TL;DR — Teams rush to build ‘low hanging fruit’, features they think will benefit users but also make them feel their achieving things. However, this is a mistaken belief that outputs equate to outcomes. But its almost as fast if you focus on the areas of highest value to your users and start by immediately delivering a small slice of that. You’ll end up delivering software just as quickly, which is a first step in making something truly great.
This was originally a presentation I made to several design teams, describing the benefit of moving away from delivering product features and towards addressing the most impactful user issues that we were finding in our research. It was a reaction to managing several design teams that often had their goal post’s moved during the year. I felt there were growing frustrations from teams that were struggling to make things they felt were valuable.
In this changeable environment, they looked for ways they could quickly feel the glow of satisfaction when progress is being achieved. Combined with a changeable company strategy, teams looked for ‘quick wins’ to help prove efficacy (to both themselves and others in the organisation) in the new space they were told to operate in.
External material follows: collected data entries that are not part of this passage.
use std::cell::Cell;

use chrono::{DateTime, Duration, Utc};

/// Source of timestamps for content history and validation issues.
///
/// Implementations must never go backwards.
pub trait Clock {
    fn now(&self) -> DateTime<Utc>;
}

/// Wall-clock time.
#[derive(Debug, Clone, Copy, Default)]
pub struct SystemClock;

impl Clock for SystemClock {
    fn now(&self) -> DateTime<Utc> {
        Utc::now()
    }
}

/// A clock that only moves when told to. Each reading advances it by `step`.
#[derive(Debug, Clone)]
pub struct ManualClock {
    current: Cell<DateTime<Utc>>,
    step: Duration,
}

impl ManualClock {
    /// Start at `start`, advancing one second per reading.
    pub fn new(start: DateTime<Utc>) -> Self {
        Self::with_step(start, Duration::seconds(1))
    }

    /// Start at `start`, advancing by `step` per reading. A zero step freezes the clock.
    pub fn with_step(start: DateTime<Utc>, step: Duration) -> Self {
        Self {
            current: Cell::new(start),
            step,
        }
    }

    /// Move the clock forward without taking a reading.
    pub fn advance(&self, by: Duration) {
        if by > Duration::zero() {
            self.current.set(self.current.get() + by);
        }
    }
}

impl Default for ManualClock {
    fn default() -> Self {
        Self::new(DateTime::<Utc>::UNIX_EPOCH)
    }
}

impl Clock for ManualClock {
    fn now(&self) -> DateTime<Utc> {
        let now = self.current.get();
        if self.step > Duration::zero() {
            self.current.set(now + self.step);
        }
        now
    }
}
//! Ready-made questionnaires used by the tests and as usage references.
//!
//! Each builder takes the completion callback and returns a fresh
//! [`Questionnaire`](questionnaire::Questionnaire) positioned on its first item.

pub mod contact;
pub mod onboarding;
pub mod screener;

pub use contact::{contact_details, validate_email};
pub use onboarding::onboarding;
pub use screener::{REFERRAL_THRESHOLD, option_score, sleep_screener};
This post was a response to delivering on the ‘low hanging [feature] fruit’. My point was that to be ‘Quick’ doesn’t mean you just start with the easy, obvious things, that are plucked with no strategic value.
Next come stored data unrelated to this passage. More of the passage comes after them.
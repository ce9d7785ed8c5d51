pub mod traction;
pub mod brake;
pub mod bogie;

pub use traction::{TractionSystem, TractionState, TractionCommand};
pub use brake::{BrakeSystem, BrakeState, BrakeCommand};
pub use bogie::{BogieSystem, BogieState, BogieCommand, BogieDrive};

use serde::{Deserialize, Serialize};

pub const FULL_HEALTH: f32 = 100.0;
/// Health strictly below this is a failed component.
pub const ERROR_HEALTH_THRESHOLD: f32 = 30.0;
/// Health strictly below this is a degraded component.
pub const WARNING_HEALTH_THRESHOLD: f32 = 70.0;

// Health a component is knocked down to when a fault is injected
const DEGRADED_FAULT_HEALTH: f32 = 60.0;
const FAILED_FAULT_HEALTH: f32 = 20.0;

#[derive(Debug, Clone, Copy, PartialEq, Eq, PartialOrd, Ord, Hash, Serialize, Deserialize)]
pub enum SubsystemId {
    Traction,
    Brake,
    Bogie,
}

#[derive(Debug, Clone, Copy, PartialEq, Eq, Serialize, Deserialize)]
pub enum FaultType {
    Degraded,
    Failed,
}

#[derive(Debug, Clone, Copy, PartialEq, Eq, PartialOrd, Ord, Hash, Serialize, Deserialize)]
pub enum SubsystemStatus {
    Ok,
    Warning,
    Error,
}

impl SubsystemStatus {
    pub fn from_health(health: f32) -> Self {
        if health < ERROR_HEALTH_THRESHOLD {
            SubsystemStatus::Error
        } else if health < WARNING_HEALTH_THRESHOLD {
            SubsystemStatus::Warning
        } else {
            SubsystemStatus::Ok
        }
    }
}

/// Health percentage plus the status derived from it.
///
/// `Error` is sticky: once a component has failed only [`Health::restore`]
/// brings it back, even if the stored percentage is raised in between.
#[derive(Debug, Clone, Copy, PartialEq, Serialize, Deserialize)]
pub struct Health {
    value: f32,
    status: SubsystemStatus,
}

impl Health {
    pub fn new() -> Self {
        Self {
            value: FULL_HEALTH,
            status: SubsystemStatus::Ok,
        }
    }

    pub fn value(&self) -> f32 {
        self.value
    }

    pub fn status(&self) -> SubsystemStatus {
        self.status
    }

    pub fn degrade(&mut self, amount: f32) -> SubsystemStatus {
        if amount > 0.0 {
            self.set(self.value - amount);
        }
        self.status
    }

    pub fn set(&mut self, value: f32) {
        self.value = value.clamp(0.0, FULL_HEALTH);

        let derived = SubsystemStatus::from_health(self.value);
        if self.status != SubsystemStatus::Error {
            self.status = derived;
        }
    }

    pub fn inject(&mut self, fault: FaultType) {
        match fault {
            FaultType::Degraded => {
                self.set(self.value.min(DEGRADED_FAULT_HEALTH));
            }
            FaultType::Failed => {
                self.set(self.value.min(FAILED_FAULT_HEALTH));
                self.status = SubsystemStatus::Error;
            }
        }
    }

    pub fn restore(&mut self) {
        self.value = FULL_HEALTH;
        self.status = SubsystemStatus::Ok;
    }

    /// Maps the current status onto the subsystem update result.
    pub fn as_result(&self) -> Result<(), FaultType> {
        match self.status {
            SubsystemStatus::Ok => Ok(()),
            SubsystemStatus::Warning => Err(FaultType::Degraded),
            SubsystemStatus::Error => Err(FaultType::Failed),
        }
    }
}

impl Default for Health {
    fn default() -> Self {
        Self::new()
    }
}

pub trait Subsystem {
    type State: Clone + Serialize;
    type Command: Clone;

    fn id(&self) -> SubsystemId;
    fn update(&mut self, dt_s: f32) -> Result<(), FaultType>;
    fn execute_command(&mut self, command: Self::Command) -> Result<(), &'static str>;
    fn get_state(&self) -> Self::State;
    fn health(&self) -> &Health;
    fn inject_fault(&mut self, fault: FaultType);
    /// Full repair: health back to 100% and any latched failure cleared.
    fn repair(&mut self);

    fn status(&self) -> SubsystemStatus {
        self.health().status()
    }

    fn is_healthy(&self) -> bool {
        self.status() == SubsystemStatus::Ok
    }
}

#[cfg(test)]
mod tests {
    use super::*;

    #[test]
    fn test_status_thresholds() {
        assert_eq!(SubsystemStatus::from_health(100.0), SubsystemStatus::Ok);
        assert_eq!(SubsystemStatus::from_health(70.0), SubsystemStatus::Ok);
        assert_eq!(SubsystemStatus::from_health(69.9), SubsystemStatus::Warning);
        assert_eq!(SubsystemStatus::from_health(30.0), SubsystemStatus::Warning);
        assert_eq!(SubsystemStatus::from_health(29.9), SubsystemStatus::Error);
    }

    #[test]
    fn test_error_is_sticky_until_restored() {
        let mut health = Health::new();
        health.inject(FaultType::Failed);
        assert_eq!(health.status(), SubsystemStatus::Error);

        health.set(95.0);
        assert_eq!(health.status(), SubsystemStatus::Error);

        health.restore();
        assert_eq!(health.status(), SubsystemStatus::Ok);
        assert_eq!(health.value(), FULL_HEALTH);
    }

    #[test]
    fn test_health_is_clamped() {
        let mut health = Health::new();
        health.degrade(250.0);
        assert_eq!(health.value(), 0.0);
        health.set(140.0);
        assert_eq!(health.value(), FULL_HEALTH);
    }
}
This was never meant as a “this is the only way to do it” polemic. I was a design manager working across several multi-disciplinary product teams and wanted to communicate a supportive message that doing high-value work is what we’re here to do. That I was here to help move towards identifying areas of greatest opportunity and then do work to address that.
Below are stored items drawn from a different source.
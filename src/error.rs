use thiserror::Error;

#[derive(Debug, Error)]
pub enum SimError {
    #[error("car {0} is already coupled to this consist")]
    DuplicateCar(String),

    #[error("car {car_id} belongs to consist {consist_id}")]
    CarOwned { car_id: String, consist_id: String },

    #[error("no car with id {0}")]
    UnknownCar(String),

    #[error("unsupported {kind} record version {found} (expected {expected})")]
    UnsupportedVersion {
        kind: &'static str,
        found: u64,
        expected: u32,
    },

    #[error("expected a {expected} record, found {found:?}")]
    WrongRecordKind {
        expected: &'static str,
        found: Option<String>,
    },

    #[error("malformed record: {0}")]
    Malformed(#[from] serde_json::Error),

    #[error("config i/o: {0}")]
    Io(#[from] std::io::Error),
}

pub type Result<T> = core::result::Result<T, SimError>;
Note: Names here are changed to protect the innocent. By that, I mean companies and teams I have worked with.
Features over value
Designing features is a common way that many software teams think about what they need to make. In many cases, features appear like a 1:1 match for an identified user need. In some cases it’s a literal response: User says this, we build this. However, this approach is hit and miss and also is in opposition to a systematic way that consistently produces solid products over a long period. Yes, it can work, but will the team produce and deliver value that builds on or creates sustained changes in user behaviour? Over time?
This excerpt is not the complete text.